▸ **EXCERPTED RECORDS**
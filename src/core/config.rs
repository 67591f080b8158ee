use once_cell::sync::Lazy;
use secrecy::SecretString;
use std::env;
use std::str::FromStr;
use std::time::Duration;

use super::error::{AppError, AppResult};

/// Configuration for the Mini App client
/// Base URL of the backend API, including the `/api` prefix
/// Read from MINIAPP_API_URL environment variable
/// Default: http://localhost:8000/api
pub static API_URL: Lazy<String> =
    Lazy::new(|| env::var("MINIAPP_API_URL").unwrap_or_else(|_| "http://localhost:8000/api".to_string()));

/// Shared WebApp token sent with every file request
/// Read from WEBAPP_TOKEN environment variable
/// Empty when not set; the backend will answer 403 in that case
pub static WEBAPP_TOKEN: Lazy<String> = Lazy::new(|| env::var("WEBAPP_TOKEN").unwrap_or_default());

/// Log file path
/// Read from LOG_FILE_PATH environment variable
/// Default: miniapp.log
pub static LOG_FILE_PATH: Lazy<String> =
    Lazy::new(|| env::var("LOG_FILE_PATH").unwrap_or_else(|_| "miniapp.log".to_string()));

/// User identity configuration
///
/// The fallback id (used when the host does not provide one) can be
/// overridden with MINIAPP_FALLBACK_USER_ID.
pub mod user {
    /// Variable overriding [`DEFAULT_FALLBACK_ID`]
    pub const FALLBACK_ID_VAR: &str = "MINIAPP_FALLBACK_USER_ID";

    /// Placeholder Telegram id used in browser/test mode
    pub const DEFAULT_FALLBACK_ID: i64 = 8164957125;
}

/// Notification element configuration
pub mod notification {
    use super::Duration;

    /// How long a notification stays visible (in milliseconds)
    pub const AUTO_HIDE_MS: u64 = 3000;

    /// Background for error notifications
    pub const ERROR_BACKGROUND: &str = "#ff4444";

    /// Background for regular notifications
    pub const DEFAULT_BACKGROUND: &str = "rgba(0,0,0,0.8)";

    /// Auto-hide delay duration
    pub fn auto_hide() -> Duration {
        Duration::from_millis(AUTO_HIDE_MS)
    }
}

/// HTTP client configuration
pub mod http {
    /// Default request timeout (in seconds)
    pub const DEFAULT_TIMEOUT_SECS: u64 = 15;

    /// Header carrying the signed Telegram init data
    pub const INIT_DATA_HEADER: &str = "X-Telegram-Init-Data";

    /// Variable overriding [`DEFAULT_TIMEOUT_SECS`]
    pub const TIMEOUT_VAR: &str = "MINIAPP_HTTP_TIMEOUT_SECS";
}

/// Parses an optional setting. An unset variable is `Ok(None)`; a value
/// that does not parse is a configuration error naming the variable.
pub fn parse_setting<T>(name: &str, raw: Option<&str>) -> AppResult<Option<T>>
where
    T: FromStr,
    T::Err: std::fmt::Display,
{
    match raw.map(str::trim) {
        None | Some("") => Ok(None),
        Some(value) => value
            .parse()
            .map(Some)
            .map_err(|e| AppError::Config(format!("{}={:?} is invalid: {}", name, value, e))),
    }
}

fn env_setting<T>(name: &str) -> AppResult<Option<T>>
where
    T: FromStr,
    T::Err: std::fmt::Display,
{
    parse_setting(name, env::var(name).ok().as_deref())
}

/// Snapshot of the settings the client needs, passed explicitly into the
/// API client and view controller instead of reading the statics there.
#[derive(Debug, Clone)]
pub struct ClientConfig {
    pub api_url: String,
    pub webapp_token: SecretString,
    pub fallback_user_id: i64,
    pub http_timeout: Duration,
    pub notification_timeout: Duration,
}

impl ClientConfig {
    /// Builds the config from environment variables (see the statics above).
    ///
    /// Numeric overrides that are set but unparseable are rejected instead
    /// of silently falling back to the defaults.
    pub fn from_env() -> AppResult<Self> {
        let fallback_user_id = env_setting(user::FALLBACK_ID_VAR)?.unwrap_or(user::DEFAULT_FALLBACK_ID);
        let timeout_secs = env_setting(http::TIMEOUT_VAR)?.unwrap_or(http::DEFAULT_TIMEOUT_SECS);
        if timeout_secs == 0 {
            return Err(AppError::Config(format!("{} must be greater than zero", http::TIMEOUT_VAR)));
        }

        Ok(Self {
            api_url: API_URL.clone(),
            webapp_token: SecretString::from(WEBAPP_TOKEN.clone()),
            fallback_user_id,
            http_timeout: Duration::from_secs(timeout_secs),
            notification_timeout: notification::auto_hide(),
        })
    }

    /// Config pointing at an arbitrary base URL, with defaults for the rest.
    /// Mostly useful in tests against a mock server.
    pub fn with_api_url(api_url: impl Into<String>, webapp_token: &str) -> Self {
        Self {
            api_url: api_url.into(),
            webapp_token: SecretString::from(webapp_token.to_string()),
            fallback_user_id: user::DEFAULT_FALLBACK_ID,
            http_timeout: Duration::from_secs(http::DEFAULT_TIMEOUT_SECS),
            notification_timeout: notification::auto_hide(),
        }
    }
}
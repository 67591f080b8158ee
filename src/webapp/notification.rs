use std::sync::Arc;
use std::time::Duration;

use tokio::sync::Mutex;
use tokio::task::JoinHandle;

use super::page::Page;
use crate::core::config;

/// Singleton notification element
///
/// Every `show` overwrites the text and style and bumps a generation. The
/// auto-hide timer only hides the element if no newer notification was
/// shown in the meantime, so the last call always gets its full delay.
#[derive(Debug, Clone, Default, PartialEq, Eq)]
pub struct Notification {
    text: String,
    is_error: bool,
    visible: bool,
    generation: u64,
}

impl Notification {
    /// Overwrites text and style, makes the element visible.
    /// Returns the generation the hide timer must present.
    pub fn show(&mut self, text: impl Into<String>, is_error: bool) -> u64 {
        self.text = text.into();
        self.is_error = is_error;
        self.visible = true;
        self.generation += 1;
        self.generation
    }

    /// Hides the element if `generation` is still the latest one.
    pub fn hide_if_current(&mut self, generation: u64) -> bool {
        if generation == self.generation && self.visible {
            self.visible = false;
            true
        } else {
            false
        }
    }

    pub fn text(&self) -> &str {
        &self.text
    }

    pub fn is_error(&self) -> bool {
        self.is_error
    }

    pub fn is_visible(&self) -> bool {
        self.visible
    }

    /// CSS background of the element
    pub fn background(&self) -> &'static str {
        if self.is_error {
            config::notification::ERROR_BACKGROUND
        } else {
            config::notification::DEFAULT_BACKGROUND
        }
    }
}

/// Spawns the auto-hide timer for the notification shown with `generation`.
pub fn schedule_hide(page: Arc<Mutex<Page>>, generation: u64, delay: Duration) -> JoinHandle<()> {
    tokio::spawn(async move {
        tokio::time::sleep(delay).await;
        let hidden = page.lock().await.notification.hide_if_current(generation);
        if !hidden {
            log::trace!("notification #{} superseded, not hiding", generation);
        }
    })
}
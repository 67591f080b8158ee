use serde::{Deserialize, Serialize};
use strum::{AsRefStr, Display, EnumString};

// ============================================================================
// WIRE TYPES
// ============================================================================

/// Course as listed by `GET /courses`
#[derive(Debug, Clone, PartialEq, Eq, Deserialize, Serialize)]
pub struct Course {
    pub id: i64,
    pub title: String,
}

/// Kind of a lecture file. Unknown kinds from newer backends are kept as `Other`.
#[derive(Debug, Clone, Copy, PartialEq, Eq, Display, AsRefStr, EnumString, Deserialize, Serialize)]
#[strum(serialize_all = "lowercase")]
#[serde(rename_all = "lowercase")]
pub enum FileKind {
    Audio,
    Document,
    Presentation,
    Photo,
    #[serde(other)]
    Other,
}

/// Deliverable file attached to a topic
#[derive(Debug, Clone, PartialEq, Eq, Deserialize, Serialize)]
pub struct FileMeta {
    pub file_id: String,
    pub name: String,
    #[serde(rename = "type", default, skip_serializing_if = "Option::is_none")]
    pub kind: Option<FileKind>,
}

/// Topic as returned by `GET /topics/{course_id}`
#[derive(Debug, Clone, PartialEq, Eq, Deserialize, Serialize)]
pub struct Topic {
    pub title: String,
    #[serde(default)]
    pub files: Vec<FileMeta>,
    #[serde(default, skip_serializing_if = "Option::is_none")]
    pub course: Option<i64>,
}

/// Body of `POST /request_file`
#[derive(Debug, Clone, PartialEq, Eq, Deserialize, Serialize)]
pub struct FileRequest {
    pub telegram_id: i64,
    pub file_id: String,
    pub webapp_token: String,
}

/// Success body of `POST /request_file`. The backend may send anything, so
/// both fields are optional.
#[derive(Debug, Clone, Default, PartialEq, Eq, Deserialize, Serialize)]
pub struct StatusResponse {
    #[serde(default)]
    pub status: Option<String>,
    #[serde(default)]
    pub message: Option<String>,
}

/// Error body sent with non-2xx statuses
#[derive(Debug, Clone, Deserialize)]
pub struct ErrorBody {
    pub detail: serde_json::Value,
}

impl ErrorBody {
    /// Human readable detail. Strings are returned verbatim, anything else
    /// (validation error lists) is rendered as compact JSON.
    pub fn detail_text(&self) -> String {
        match &self.detail {
            serde_json::Value::String(s) => s.clone(),
            other => other.to_string(),
        }
    }
}
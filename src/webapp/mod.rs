//! Mini App view layer: page model, host capability and view controller

pub mod controller;
pub mod host;
pub mod messages;
pub mod notification;
pub mod page;

pub use controller::ViewController;
pub use host::{resolve_user_id, HapticKind, InitData, StaticHost, WebAppHost};
pub use page::{Action, Page, TopicsPane, View};
use thiserror::Error;

use crate::api::ApiError;

/// Centralized error types for the application
///
/// Errors from the API client, configuration and logger setup all convert
/// into this enum. Controller operations never return it: they surface
/// failures on the page instead.
///
/// # Example
///
/// ```no_run
/// use course_miniapp::core::error::AppError;
///
/// fn handle_error(err: AppError) {
///     eprintln!("Error: {}", err);
/// }
/// ```
#[derive(Error, Debug)]
pub enum AppError {
    /// Backend API errors
    #[error("API error: {0}")]
    Api(#[from] ApiError),

    /// IO errors
    #[error("IO error: {0}")]
    Io(#[from] std::io::Error),

    /// URL parsing errors
    #[error("URL parsing error: {0}")]
    Url(#[from] url::ParseError),

    /// Logger initialisation errors
    #[error("Logger error: {0}")]
    Logger(String),

    /// Configuration errors
    #[error("Configuration error: {0}")]
    Config(String),
}

/// Type alias for Result with AppError
pub type AppResult<T> = Result<T, AppError>;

▸ **TASK DETAILS**
Copy the records above exactly, please, but only from the first line through the line containing "Base URL of".

▸ **TASK SOLUTION**
filename src/core/config.rs
repository 67591f080b8158ee
use once_cell::sync::Lazy;
use secrecy::SecretString;
use std::env;
use std::str::FromStr;
use std::time::Duration;

use super::error::{AppError, AppResult};

/// Configuration for the Mini App client
/// Base URL of the backend API, including the `/api` prefix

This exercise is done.